By Peter Hannaford on 5.13.09 @ 6:06AM
The Deep Ecologists are riding high in the Obama era.
America's "mainstream" media missed it, but April 17 was a
red-letter day for its Deep Ecologists. Red letter because it was
the day the Obama Administration declared that carbon dioxide and
five other gases emitted by industry threaten "the health and
welfare of current and future generations." This opens the door
to regulations by the Environmental Protection Agency to "cap"
emissions. The Deep Ecologists see this as the path to their
cherished dream of a less populous nation with greatly reduced
industrial production. It will also lead to a poorer (they would
call it "simpler") standard of living.
The Deep Ecologists' philosophy came together in 1973 with a
treatise by a Norwegian philosopher, Arne Naess. He and his
followers disdained the "utilitarian" environmentalists who,
up to that time, had been working on clean air or water and
saving this or that species. The facts of science and logic were
not enough, he believed. They lacked an ethical framework that
required deep questioning and commitment. Naess said that humans
didn't rank above other creatures. That is, "the right of all
forms [of life] to live is a universal right which cannot be
quantified. No single species of living being has more of this
particular right to live and unfold than any other species."
In this, Naess and his followers resembled the mid-19th century
pantheists who believed that all species were interrelated. For
example, they called fish, "the finny tribe."
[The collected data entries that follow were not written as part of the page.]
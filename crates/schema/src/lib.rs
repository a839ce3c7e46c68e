//! tessera-schema: declared model shapes.
//!
//! Provides typed structs for record models and fragment models, a
//! `from_schema()` entry point that deserializes a `serde_json::Value`
//! bundle into a [`SchemaBundle`], and the [`Schema`] registry the store
//! uses to resolve `model_for` lookups and enumerate attributes.

pub mod deserialize;
pub mod registry;
pub mod types;

pub use deserialize::{from_schema, SchemaError};
pub use registry::{ModelShape, Schema};
pub use types::*;
//! Boolean state properties declared per node and inherited down the tree.

/// Per-node overrides. `None` means "inherit from the parent node".
#[derive(Debug, Clone, Copy, Default, PartialEq, Eq)]
pub struct FlagOverrides {
    pub is_empty: Option<bool>,
    pub is_loading: Option<bool>,
    pub is_loaded: Option<bool>,
    pub is_dirty: Option<bool>,
    pub is_saving: Option<bool>,
    pub is_deleted: Option<bool>,
    pub is_new: Option<bool>,
    pub is_valid: Option<bool>,
}

/// Fully resolved state properties for one node.
#[derive(Debug, Clone, Copy, PartialEq, Eq)]
pub struct StateFlags {
    pub is_empty: bool,
    pub is_loading: bool,
    pub is_loaded: bool,
    pub is_dirty: bool,
    pub is_saving: bool,
    pub is_deleted: bool,
    pub is_new: bool,
    pub is_valid: bool,
}

impl Default for StateFlags {
    fn default() -> Self {
        StateFlags {
            is_empty: false,
            is_loading: false,
            is_loaded: false,
            is_dirty: false,
            is_saving: false,
            is_deleted: false,
            is_new: false,
            is_valid: true,
        }
    }
}

impl StateFlags {
    /// Apply a child's overrides on top of the parent's resolved flags.
    pub(crate) fn inherit(parent: StateFlags, o: &FlagOverrides) -> StateFlags {
        StateFlags {
            is_empty: o.is_empty.unwrap_or(parent.is_empty),
            is_loading: o.is_loading.unwrap_or(parent.is_loading),
            is_loaded: o.is_loaded.unwrap_or(parent.is_loaded),
            is_dirty: o.is_dirty.unwrap_or(parent.is_dirty),
            is_saving: o.is_saving.unwrap_or(parent.is_saving),
            is_deleted: o.is_deleted.unwrap_or(parent.is_deleted),
            is_new: o.is_new.unwrap_or(parent.is_new),
            is_valid: o.is_valid.unwrap_or(parent.is_valid),
        }
    }
}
The Deep Ecologists went well beyond this romantic view. In a
1985 book, two of them, W. Devall and G. Sessions, spelled out
eight principles the world should live by. Here is Number Four:
"The flourishing of human life and cultures is compatible with a
substantial decrease of the human population." Number Five reads,
"Present human interference with the non-human world (flora and
fauna) is excessive, and the situation is rapidly worsening." It
leads to Number Six: "Policies must therefore be changed. These
policies affect basic economic, technological and ideological
structures. The resulting state of affairs will be deeply
different from the present."
Whether they admit it or not, most active environmentalists
believe in the Deep Ecology thesis that mankind has despoiled the
land, misused natural resources, and is greedy and wasteful. (A
friend once said of the Sierra Club, "It believes that mankind is
but a passing disaster on this planet.")
Deep Ecology has been the underlying drive of Green Parties and
the rush to declare Global Warming a coming disaster. This,
despite the fact, as Steve Milloy puts it in a new book, "the
fatal flaw of global warming alarmism is that there is no
scientific evidence indicating that carbon dioxide, much less
man-made carbon dioxide emissions, control or even measurably
impact global climate." (Green
Hell: How Environmentalists Plan to Control Your Life and
What You Can Do to Stop Them. Regnery Publishing.)
Global Warming hysteria is based on hypothetical computer models
that have never been validated against real world experience. The
fact that many scientists accept the hypotheses does not make
them true. For that matter, many scientists actively dispute
those same hypotheses.
The EPA's license to cap emissions may take some time to play out
through such things as a carbon tax ("cap and trade"). Once it
does, this would serve another of Obama's objectives, income
redistribution. As the carbon tax is imposed on industry, the
cost to consumers of most goods and services will go up. The
administration would use the tax receipts to provide "rebates" to
lower income households to soften the effect.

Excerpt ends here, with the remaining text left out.